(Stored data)
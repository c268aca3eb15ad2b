//! Keeping the Content-Type header in step with the body

use crate::request::{
    BodyVariant, KeyValueParameter, enforce_terminal_draft, find_by_key_ignore_case,
};
use crate::state::RequestConfiguration;

/// The header name managed by the synchronizer.
pub const CONTENT_TYPE: &str = "Content-Type";

const MULTIPART_FORM_DATA: &str = "multipart/form-data";
const FORM_URLENCODED: &str = "application/x-www-form-urlencoded";
const OCTET_STREAM: &str = "application/octet-stream";
const APPLICATION_JSON: &str = "application/json";
const TEXT_PLAIN: &str = "text/plain";

/// Returns the canonical Content-Type value for a body.
///
/// A file body defers to the file's own declared media type.
#[must_use]
pub fn derive_content_type(body: &BodyVariant) -> &str {
    match body {
        BodyVariant::Json { .. } => APPLICATION_JSON,
        BodyVariant::Text { .. } => TEXT_PLAIN,
        BodyVariant::FormData {
            is_multipart: true, ..
        } => MULTIPART_FORM_DATA,
        BodyVariant::FormData {
            is_multipart: false,
            ..
        } => FORM_URLENCODED,
        BodyVariant::File { value } => value
            .as_ref()
            .and_then(|blob| blob.declared_media_type())
            .unwrap_or(OCTET_STREAM),
    }
}

/// A single edit to the header list.
#[derive(Debug, Clone, PartialEq, Eq)]
pub enum HeaderUpdate {
    /// Leave the headers alone.
    None,
    /// Append a new header row.
    Add(KeyValueParameter),
    /// Replace the row with the same id.
    Update(KeyValueParameter),
    /// Drop the row with the same id.
    Remove(KeyValueParameter),
}

/// Returns the current Content-Type row, matched case-insensitively.
#[must_use]
pub fn current_content_type(headers: &[KeyValueParameter]) -> Option<&KeyValueParameter> {
    find_by_key_ignore_case(headers, CONTENT_TYPE)
}

/// Plans the minimal header edit that makes Content-Type agree with the
/// body and method of `state`.
#[must_use]
pub fn plan_header_update(state: &RequestConfiguration) -> HeaderUpdate {
    let existing = current_content_type(&state.request_headers);

    if !state.method.can_have_body() {
        return existing.map_or(HeaderUpdate::None, |header| {
            HeaderUpdate::Remove(header.clone())
        });
    }

    let body = &state.body;
    let next_value = derive_content_type(body);

    let Some(existing) = existing else {
        // Multipart needs a transport-generated boundary; file bodies keep
        // whatever the user chose.
        if body.is_multipart() || matches!(body, BodyVariant::File { .. }) {
            return HeaderUpdate::None;
        }
        return HeaderUpdate::Add(KeyValueParameter::new(CONTENT_TYPE, next_value));
    };

    if existing.value.starts_with(next_value) {
        return HeaderUpdate::None;
    }

    if body.is_multipart() && !existing.value.starts_with(MULTIPART_FORM_DATA) {
        return HeaderUpdate::Remove(existing.clone());
    }

    if matches!(body, BodyVariant::File { .. })
        && (existing.value.starts_with("text/") || existing.value.starts_with(APPLICATION_JSON))
    {
        return HeaderUpdate::Remove(existing.clone());
    }

    HeaderUpdate::Update(KeyValueParameter {
        value: next_value.to_string(),
        ..existing.clone()
    })
}

/// Applies a planned edit, restoring the terminal draft afterwards.
#[must_use]
pub fn apply_header_update(
    headers: Vec<KeyValueParameter>,
    update: HeaderUpdate,
) -> Vec<KeyValueParameter> {
    let next = match update {
        HeaderUpdate::None => headers,
        HeaderUpdate::Add(header) => {
            let mut rows: Vec<_> = headers.into_iter().filter(|row| !row.is_draft()).collect();
            rows.push(header);
            rows
        }
        HeaderUpdate::Update(header) => headers
            .into_iter()
            .map(|row| if row.id == header.id { header.clone() } else { row })
            .collect(),
        HeaderUpdate::Remove(header) => headers
            .into_iter()
            .filter(|row| row.id != header.id)
            .collect(),
    };
    enforce_terminal_draft(next)
}

/// Plans and applies the Content-Type edit for `state`.
#[must_use]
pub fn sync_content_type(mut state: RequestConfiguration) -> RequestConfiguration {
    let update = plan_header_update(&state);
    if update != HeaderUpdate::None {
        tracing::debug!(?update, "synchronizing content type header");
    }
    let headers = std::mem::take(&mut state.request_headers);
    state.request_headers = apply_header_update(headers, update);
    state
}

#[cfg(test)]
#[allow(clippy::unwrap_used, clippy::panic)]
mod tests {
    use super::*;
    use crate::request::{FileBlob, FormDataParameter, HttpMethod};
    use pretty_assertions::assert_eq;

    fn header(value: &str) -> KeyValueParameter {
        KeyValueParameter {
            id: "ct".to_string(),
            key: "content-type".to_string(),
            value: value.to_string(),
            enabled: true,
        }
    }

    fn state(method: HttpMethod, body: BodyVariant, headers: Vec<KeyValueParameter>) -> RequestConfiguration {
        RequestConfiguration {
            method,
            body,
            request_headers: enforce_terminal_draft(headers),
            ..RequestConfiguration::default()
        }
    }

    fn file(media_type: Option<&str>) -> BodyVariant {
        BodyVariant::File {
            value: Some(FileBlob::new("f", media_type.map(str::to_string), vec![0])),
        }
    }

    #[test]
    fn test_derive_content_type() {
        assert_eq!(derive_content_type(&BodyVariant::json("")), "application/json");
        assert_eq!(derive_content_type(&BodyVariant::text("")), "text/plain");
        assert_eq!(
            derive_content_type(&BodyVariant::form_data(true, Vec::new())),
            "multipart/form-data"
        );
        assert_eq!(
            derive_content_type(&BodyVariant::form_data(false, Vec::new())),
            "application/x-www-form-urlencoded"
        );
        assert_eq!(derive_content_type(&file(Some("image/png"))), "image/png");
        assert_eq!(derive_content_type(&file(None)), "application/octet-stream");
        assert_eq!(
            derive_content_type(&BodyVariant::File { value: None }),
            "application/octet-stream"
        );
    }

    #[test]
    fn test_get_removes_existing_header() {
        let s = state(HttpMethod::Get, BodyVariant::json(""), vec![header("application/json")]);
        assert_eq!(plan_header_update(&s), HeaderUpdate::Remove(header("application/json")));

        let s = state(HttpMethod::Head, BodyVariant::json(""), Vec::new());
        assert_eq!(plan_header_update(&s), HeaderUpdate::None);
    }

    #[test]
    fn test_matching_prefix_is_left_alone() {
        let s = state(
            HttpMethod::Post,
            BodyVariant::json(""),
            vec![header("application/json; charset=utf-8")],
        );
        assert_eq!(plan_header_update(&s), HeaderUpdate::None);
    }

    #[test]
    fn test_multipart_suppresses_add() {
        let s = state(HttpMethod::Post, BodyVariant::form_data(true, Vec::new()), Vec::new());
        assert_eq!(plan_header_update(&s), HeaderUpdate::None);
    }

    #[test]
    fn test_file_suppresses_add() {
        let s = state(HttpMethod::Put, file(Some("image/png")), Vec::new());
        assert_eq!(plan_header_update(&s), HeaderUpdate::None);
    }

    #[test]
    fn test_add_for_json() {
        let s = state(HttpMethod::Post, BodyVariant::json("{}"), Vec::new());
        let HeaderUpdate::Add(added) = plan_header_update(&s) else {
            panic!("expected add");
        };
        assert_eq!(added.key, "Content-Type");
        assert_eq!(added.value, "application/json");
        assert!(added.enabled);
    }

    #[test]
    fn test_multipart_removes_other_header() {
        let fields = vec![FormDataParameter::text("a", "b")];
        let s = state(HttpMethod::Post, BodyVariant::form_data(true, fields), vec![header("application/json")]);
        assert_eq!(plan_header_update(&s), HeaderUpdate::Remove(header("application/json")));
    }

    #[test]
    fn test_file_removes_stale_text_header() {
        let s = state(HttpMethod::Post, file(None), vec![header("text/plain")]);
        assert_eq!(plan_header_update(&s), HeaderUpdate::Remove(header("text/plain")));
    }

    #[test]
    fn test_update_to_new_value() {
        let s = state(HttpMethod::Post, BodyVariant::text(""), vec![header("application/json")]);
        assert_eq!(plan_header_update(&s), HeaderUpdate::Update(header("text/plain")));

        let s = state(HttpMethod::Post, file(Some("image/png")), vec![header("image/jpeg")]);
        assert_eq!(plan_header_update(&s), HeaderUpdate::Update(header("image/png")));
    }

    #[test]
    fn test_apply_keeps_terminal_draft() {
        let headers = enforce_terminal_draft(vec![KeyValueParameter::new("Accept", "*/*")]);
        let added = KeyValueParameter::new(CONTENT_TYPE, "text/plain");
        let next = apply_header_update(headers, HeaderUpdate::Add(added.clone()));
        assert_eq!(next.len(), 3);
        assert_eq!(next[1], added);
        assert!(next[2].is_draft());

        let next = apply_header_update(next, HeaderUpdate::Remove(added));
        assert_eq!(next.len(), 2);
        assert_eq!(next[0].key, "Accept");
        assert!(next[1].is_draft());
    }

    #[test]
    fn test_current_content_type_ignores_case() {
        let headers = enforce_terminal_draft(vec![
            KeyValueParameter::new("Accept", "*/*"),
            header("text/csv"),
        ]);
        let found = current_content_type(&headers).unwrap();
        assert_eq!(found.value, "text/csv");
        assert!(current_content_type(&headers[..1]).is_none());
    }
}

**What to do:** With the first line of the records as the start and the line holding "pub fn current_content_type(headers: &[KeyValueParameter])" as the end, please copy exactly those lines and no others.

**Your solution:**
repository c268aca3eb15ad2b
//! Keeping the Content-Type header in step with the body

use crate::request::{
    BodyVariant, KeyValueParameter, enforce_terminal_draft, find_by_key_ignore_case,
};
use crate::state::RequestConfiguration;

/// The header name managed by the synchronizer.
pub const CONTENT_TYPE: &str = "Content-Type";

const MULTIPART_FORM_DATA: &str = "multipart/form-data";
const FORM_URLENCODED: &str = "application/x-www-form-urlencoded";
const OCTET_STREAM: &str = "application/octet-stream";
const APPLICATION_JSON: &str = "application/json";
const TEXT_PLAIN: &str = "text/plain";

/// Returns the canonical Content-Type value for a body.
///
/// A file body defers to the file's own declared media type.
#[must_use]
pub fn derive_content_type(body: &BodyVariant) -> &str {
    match body {
        BodyVariant::Json { .. } => APPLICATION_JSON,
        BodyVariant::Text { .. } => TEXT_PLAIN,
        BodyVariant::FormData {
            is_multipart: true, ..
        } => MULTIPART_FORM_DATA,
        BodyVariant::FormData {
            is_multipart: false,
            ..
        } => FORM_URLENCODED,
        BodyVariant::File { value } => value
            .as_ref()
            .and_then(|blob| blob.declared_media_type())
            .unwrap_or(OCTET_STREAM),
    }
}

/// A single edit to the header list.
#[derive(Debug, Clone, PartialEq, Eq)]
pub enum HeaderUpdate {
    /// Leave the headers alone.
    None,
    /// Append a new header row.
    Add(KeyValueParameter),
    /// Replace the row with the same id.
    Update(KeyValueParameter),
    /// Drop the row with the same id.
    Remove(KeyValueParameter),
}

/// Returns the current Content-Type row, matched case-insensitively.
#[must_use]
pub fn current_content_type(headers: &[KeyValueParameter]) -> Option<&KeyValueParameter> {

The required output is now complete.